After laying out his proposal, Kaiser works chronologically through the books of both testaments, demonstrating how the promise is seen throughout, how the various sub-themes of each book relate to the promise, and how God’s plan to fulfill the promise progressively unfolds. Here is a rich and illuminating biblical theology that will stir the emotion and the intellect.
“9. The New Testament writers make a strong connection between the promise and a number of other doctrines.” (Page 24)
“8. The New Testament writers teach that the promise of God is operating eternally and is irrevocable.” (Page 23)

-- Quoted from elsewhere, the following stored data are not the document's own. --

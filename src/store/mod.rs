//! Per-voxel parameter and sample storage.
//!
//! The dataset is processed one bounded partition at a time to keep the peak
//! memory footprint fixed regardless of dataset size:
//!
//! - `partition` holds the pure batch arithmetic (sizes, offsets, padding)
//! - `parameters` owns the buffers and the partition load/write-back cycle

pub mod parameters;
pub mod partition;

pub use parameters::*;
pub use partition::*;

“The theology of the whole book of Genesis is centered around the goodness of God in extending his ‘blessings’ of the promise-plan so generously all the way from creation to the choice of Abraham’s line to be the means by which God would bless the nations of the world with his gift of the good news. The word for the promise-plan of God that dominates the theology of Genesis is blessing, a word that occurs in both its verbal and nominal form some 88 times in the whole book of Genesis.” (Page 35)
“Traditionally, evangelicalism has seen two major proposals for locating a ‘unity of perspective’ between the two Testaments: the Covenantal, also called the Reformed view, and the Dispensational perspective.” (Pages 25–26)
“The content of this promise was basically threefold: a ‘seed,’ a ‘land,’ and a ‘blessing to all the nations of the earth’ of the gospel.” (Page 54)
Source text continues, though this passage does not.